My mother often tells me not to think so negatively about things. That my attitude going in will have an effect on the result coming out. But I don’t consider my thinking to be negative. I consider it to be realistic. And I live in the real world – why would I ever want to think about anything in any other terms than reality?
My father says this: “There is no such thing as a pleasantly surprised optimist.” So why would I ever want to be an optimist? I like being pleasantly surprised, thank you very much.
This real world I live in is not black and white. Not being an optimist doesn’t automatically make me a pessimist. I don’t buy into the “set your expectations low and you won’t be disappointed” kind of negative attitude. In fact, I set very high expectations. For myself and for others. Expectations that are often not met. Just because I set those expectations with the caveat of “these may never be reached” in the back of my mind doesn’t mean I set them pessimistically. I set them realistically.
I am not Scrooge. I don’t limp around muttering bah humbug under my breath. (And I definitely don’t count my money like him – the germ phobia, remember? I can’t touch money without itching to wash my hands.) But I’m no Tiny Tim, either. And God bless us, everyone! Like, really? Religious connotations notwithstanding, I just don’t believe there is any one or any thing responsible for blessing everyone. And I don’t think it’s realistic to expect there to be.

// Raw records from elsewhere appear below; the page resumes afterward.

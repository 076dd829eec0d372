//! Error types for the cluster index cache.

use crate::filter::FilterSignature;
use thiserror::Error;

/// Boxed error returned by external loaders.
pub type LoaderError = Box<dyn std::error::Error + Send + Sync + 'static>;

#[derive(Debug, Error)]
pub enum ClusterError {
    /// Malformed bounding box, negative zoom, or invalid configuration.
    #[error("Invalid input: {0}")]
    InvalidInput(String),

    /// The external loader failed while materializing a signature.
    #[error("Failed to load points for '{signature}': {source}")]
    LoadFailure {
        signature: FilterSignature,
        #[source]
        source: LoaderError,
    },

    /// Clustering produced an inconsistent structure; nothing was cached.
    #[error("Failed to build cluster index for '{signature}': {reason}")]
    BuildFailure {
        signature: FilterSignature,
        reason: String,
    },

    /// The id does not name an aggregate cluster of this index.
    #[error("Cluster {0} not found")]
    ClusterNotFound(u64),
}

impl ClusterError {
    pub(crate) fn build_failure(signature: &FilterSignature, reason: impl Into<String>) -> Self {
        ClusterError::BuildFailure {
            signature: signature.clone(),
            reason: reason.into(),
        }
    }
}

pub type Result<T> = std::result::Result<T, ClusterError>;
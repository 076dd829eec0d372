use geo::Point;
use serde::{Deserialize, Serialize};
use std::collections::BTreeMap;
use std::fmt;

/// An attribute value attached to a record.
///
/// Loaders hand over whatever the source column holds: text for categorical
/// columns and either booleans or `0`/`1` integers for flag columns. Both flag
/// encodings compare equal through [`AttributeValue::truthy`].
///
/// # Examples
///
/// ```
/// use geocluster_types::point::AttributeValue;
///
/// assert!(AttributeValue::Integer(1).truthy());
/// assert!(AttributeValue::Flag(true).truthy());
/// assert!(!AttributeValue::Integer(0).truthy());
/// assert_eq!(AttributeValue::from("Kenya").as_text(), Some("Kenya"));
/// ```
#[derive(Debug, Clone, PartialEq, Eq, Hash, Serialize, Deserialize)]
#[serde(untagged)]
pub enum AttributeValue {
    Flag(bool),
    Integer(i64),
    Text(String),
}

impl AttributeValue {
    /// Truthiness with the usual SQL/JSON conventions: non-zero integers and
    /// non-empty strings are true.
    pub fn truthy(&self) -> bool {
        match self {
            AttributeValue::Flag(flag) => *flag,
            AttributeValue::Integer(value) => *value != 0,
            AttributeValue::Text(text) => !text.is_empty(),
        }
    }

    /// The text payload, if this is a categorical value.
    pub fn as_text(&self) -> Option<&str> {
        match self {
            AttributeValue::Text(text) => Some(text),
            _ => None,
        }
    }

    /// Collapse integer flags into `Flag` so records echo back a single encoding.
    pub fn normalized_flag(&self) -> AttributeValue {
        AttributeValue::Flag(self.truthy())
    }
}

impl fmt::Display for AttributeValue {
    fn fmt(&self, f: &mut fmt::Formatter<'_>) -> fmt::Result {
        match self {
            AttributeValue::Flag(flag) => write!(f, "{}", u8::from(*flag)),
            AttributeValue::Integer(value) => write!(f, "{}", value),
            AttributeValue::Text(text) => f.write_str(text),
        }
    }
}

impl From<bool> for AttributeValue {
    fn from(value: bool) -> Self {
        AttributeValue::Flag(value)
    }
}

impl From<i64> for AttributeValue {
    fn from(value: i64) -> Self {
        AttributeValue::Integer(value)
    }
}

impl From<&str> for AttributeValue {
    fn from(value: &str) -> Self {
        AttributeValue::Text(value.to_string())
    }
}

impl From<String> for AttributeValue {
    fn from(value: String) -> Self {
        AttributeValue::Text(value)
    }
}

/// A geo-tagged record with its filterable attributes.
///
/// Coordinates are expected to be validated by whoever constructs the record;
/// the cluster index trusts them.
///
/// # Examples
///
/// ```
/// use geocluster_types::point::GeoPoint;
///
/// let point = GeoPoint::new("abc", 8.6753, 9.0820);
/// assert_eq!(point.latitude(), 9.0820);
/// assert!(point.attributes.is_empty());
/// ```
#[derive(Debug, Clone, PartialEq, Serialize, Deserialize)]
pub struct GeoPoint {
    /// Opaque identifier from the source dataset
    pub id: String,
    /// Location as (longitude, latitude)
    pub location: Point<f64>,
    /// Attribute name to value, echoed back for unclustered points
    #[serde(default)]
    pub attributes: BTreeMap<String, AttributeValue>,
}

impl GeoPoint {
    /// Create a record without attributes.
    pub fn new(id: impl Into<String>, longitude: f64, latitude: f64) -> Self {
        Self {
            id: id.into(),
            location: Point::new(longitude, latitude),
            attributes: BTreeMap::new(),
        }
    }

    /// Attach an attribute, replacing any previous value under that name.
    pub fn with_attribute(mut self, name: impl Into<String>, value: AttributeValue) -> Self {
        self.attributes.insert(name.into(), value);
        self
    }

    pub fn longitude(&self) -> f64 {
        self.location.x()
    }

    pub fn latitude(&self) -> f64 {
        self.location.y()
    }

    pub fn attribute(&self, name: &str) -> Option<&AttributeValue> {
        self.attributes.get(name)
    }
}
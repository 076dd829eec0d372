//! Validation for geographic coordinates, viewports and zoom levels.

use crate::error::{ClusterError, Result};
use geo::Point;
use geocluster_types::bbox::BoundingBox;
use geocluster_types::point::GeoPoint;

/// Validates a 2D point has valid longitude and latitude.
///
/// Longitude: [-180.0, 180.0], Latitude: [-90.0, 90.0]
///
/// # Examples
///
/// ```
/// use geocluster::compute::validation::validate_geographic_point;
/// use geo::Point;
///
/// let nairobi = Point::new(36.8219, -1.2921);
/// assert!(validate_geographic_point(&nairobi).is_ok());
///
/// let invalid = Point::new(200.0, 40.0);
/// assert!(validate_geographic_point(&invalid).is_err());
/// ```
pub fn validate_geographic_point(point: &Point) -> Result<()> {
    let (x, y) = (point.x(), point.y());

    if !x.is_finite() {
        return Err(ClusterError::InvalidInput(format!(
            "Longitude must be finite, got: {}",
            x
        )));
    }

    if !y.is_finite() {
        return Err(ClusterError::InvalidInput(format!(
            "Latitude must be finite, got: {}",
            y
        )));
    }

    if !(-180.0..=180.0).contains(&x) {
        return Err(ClusterError::InvalidInput(format!(
            "Longitude out of range [-180.0, 180.0]: {}",
            x
        )));
    }

    if !(-90.0..=90.0).contains(&y) {
        return Err(ClusterError::InvalidInput(format!(
            "Latitude out of range [-90.0, 90.0]: {}",
            y
        )));
    }

    Ok(())
}

/// Validates the location of every record, naming the first offender.
pub fn validate_points(points: &[GeoPoint]) -> Result<()> {
    for (idx, point) in points.iter().enumerate() {
        validate_geographic_point(&point.location).map_err(|e| {
            ClusterError::InvalidInput(format!("Point '{}' at index {}: {}", point.id, idx, e))
        })?;
    }
    Ok(())
}

/// Validates a query viewport.
///
/// All four values must be finite and `south <= north`. `west > east` is a
/// valid antimeridian-crossing box, not an error.
///
/// # Examples
///
/// ```
/// use geocluster::compute::validation::validate_bbox;
/// use geocluster_types::bbox::BoundingBox;
///
/// assert!(validate_bbox(&BoundingBox::new(170.0, -10.0, -170.0, 10.0)).is_ok());
/// assert!(validate_bbox(&BoundingBox::new(0.0, 10.0, 10.0, -10.0)).is_err());
/// ```
pub fn validate_bbox(bbox: &BoundingBox) -> Result<()> {
    if !bbox.to_array().iter().all(|v| v.is_finite()) {
        return Err(ClusterError::InvalidInput(format!(
            "Bounding box coordinates must be finite, got: {:?}",
            bbox.to_array()
        )));
    }

    if bbox.south > bbox.north {
        return Err(ClusterError::InvalidInput(format!(
            "Bounding box south ({}) is above north ({})",
            bbox.south, bbox.north
        )));
    }

    Ok(())
}

/// Validates a requested zoom and narrows it to `u8`.
///
/// Zooms above the materialized range are fine (the index clamps them); only
/// negative values are rejected.
pub fn validate_zoom(zoom: i32) -> Result<u8> {
    if zoom < 0 {
        return Err(ClusterError::InvalidInput(format!(
            "Zoom must be non-negative, got: {}",
            zoom
        )));
    }
    Ok(u8::try_from(zoom).unwrap_or(u8::MAX))
}
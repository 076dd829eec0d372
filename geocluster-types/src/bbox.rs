use geo::{Coord, Rect};
use serde::{Deserialize, Serialize};

/// A map viewport in longitude/latitude degrees.
///
/// `west > east` denotes a viewport crossing the antimeridian; the box then
/// covers `[west, 180]` and `[-180, east]`.
///
/// # Examples
///
/// ```
/// use geocluster_types::bbox::BoundingBox;
///
/// let pacific = BoundingBox::new(170.0, -20.0, -170.0, 20.0);
/// assert!(pacific.crosses_antimeridian());
/// assert_eq!(pacific.longitude_ranges(), vec![(170.0, 180.0), (-180.0, -170.0)]);
/// ```
#[derive(Debug, Clone, Copy, PartialEq, Serialize, Deserialize)]
pub struct BoundingBox {
    pub west: f64,
    pub south: f64,
    pub east: f64,
    pub north: f64,
}

impl BoundingBox {
    pub fn new(west: f64, south: f64, east: f64, north: f64) -> Self {
        Self {
            west,
            south,
            east,
            north,
        }
    }

    /// The whole map.
    pub fn world() -> Self {
        Self::new(-180.0, -90.0, 180.0, 90.0)
    }

    /// Build from the `[west, south, east, north]` layout used by map clients.
    pub fn from_array(bbox: [f64; 4]) -> Self {
        Self::new(bbox[0], bbox[1], bbox[2], bbox[3])
    }

    pub fn to_array(&self) -> [f64; 4] {
        [self.west, self.south, self.east, self.north]
    }

    pub fn crosses_antimeridian(&self) -> bool {
        self.east - self.west < 360.0 && self.normalized_west() > self.normalized_east()
    }

    /// Longitude intervals covered by this box after wrapping into [-180, 180].
    ///
    /// Returns one interval, or two when the box crosses the antimeridian.
    /// A box spanning 360 degrees or more covers the full range.
    pub fn longitude_ranges(&self) -> Vec<(f64, f64)> {
        if self.east - self.west >= 360.0 {
            return vec![(-180.0, 180.0)];
        }

        let west = self.normalized_west();
        let east = self.normalized_east();
        if west > east {
            vec![(west, 180.0), (-180.0, east)]
        } else {
            vec![(west, east)]
        }
    }

    /// Latitude interval clamped to [-90, 90].
    pub fn latitude_range(&self) -> (f64, f64) {
        (self.south.clamp(-90.0, 90.0), self.north.clamp(-90.0, 90.0))
    }

    /// Whether a location lies inside the box, honouring antimeridian wrap.
    pub fn contains(&self, longitude: f64, latitude: f64) -> bool {
        let (south, north) = self.latitude_range();
        if latitude < south || latitude > north {
            return false;
        }
        self.longitude_ranges()
            .iter()
            .any(|(west, east)| longitude >= *west && longitude <= *east)
    }

    /// Rectangles covered by this box, one per longitude range.
    pub fn to_rects(&self) -> Vec<Rect<f64>> {
        let (south, north) = self.latitude_range();
        self.longitude_ranges()
            .into_iter()
            .map(|(west, east)| {
                Rect::new(Coord { x: west, y: south }, Coord { x: east, y: north })
            })
            .collect()
    }

    /// A west edge on the antimeridian stays at 180 so it never opens the box.
    fn normalized_west(&self) -> f64 {
        if self.west == 180.0 {
            180.0
        } else {
            wrap_longitude(self.west)
        }
    }

    fn normalized_east(&self) -> f64 {
        if self.east == 180.0 {
            180.0
        } else {
            wrap_longitude(self.east)
        }
    }
}

impl Default for BoundingBox {
    fn default() -> Self {
        Self::world()
    }
}

fn wrap_longitude(longitude: f64) -> f64 {
    (longitude + 180.0).rem_euclid(360.0) - 180.0
}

Theology and spirituality aside – another post for another day – the fact is that I don’t expect everything to go well. I expect everything to go, because I am a person who makes sure of that, but I don’t necessarily expect – regardless of my best efforts to ensure it – everything to go my way. Is this negative? I don’t think it is. Is it positive? I don’t necessarily think it is that, either.
It just is.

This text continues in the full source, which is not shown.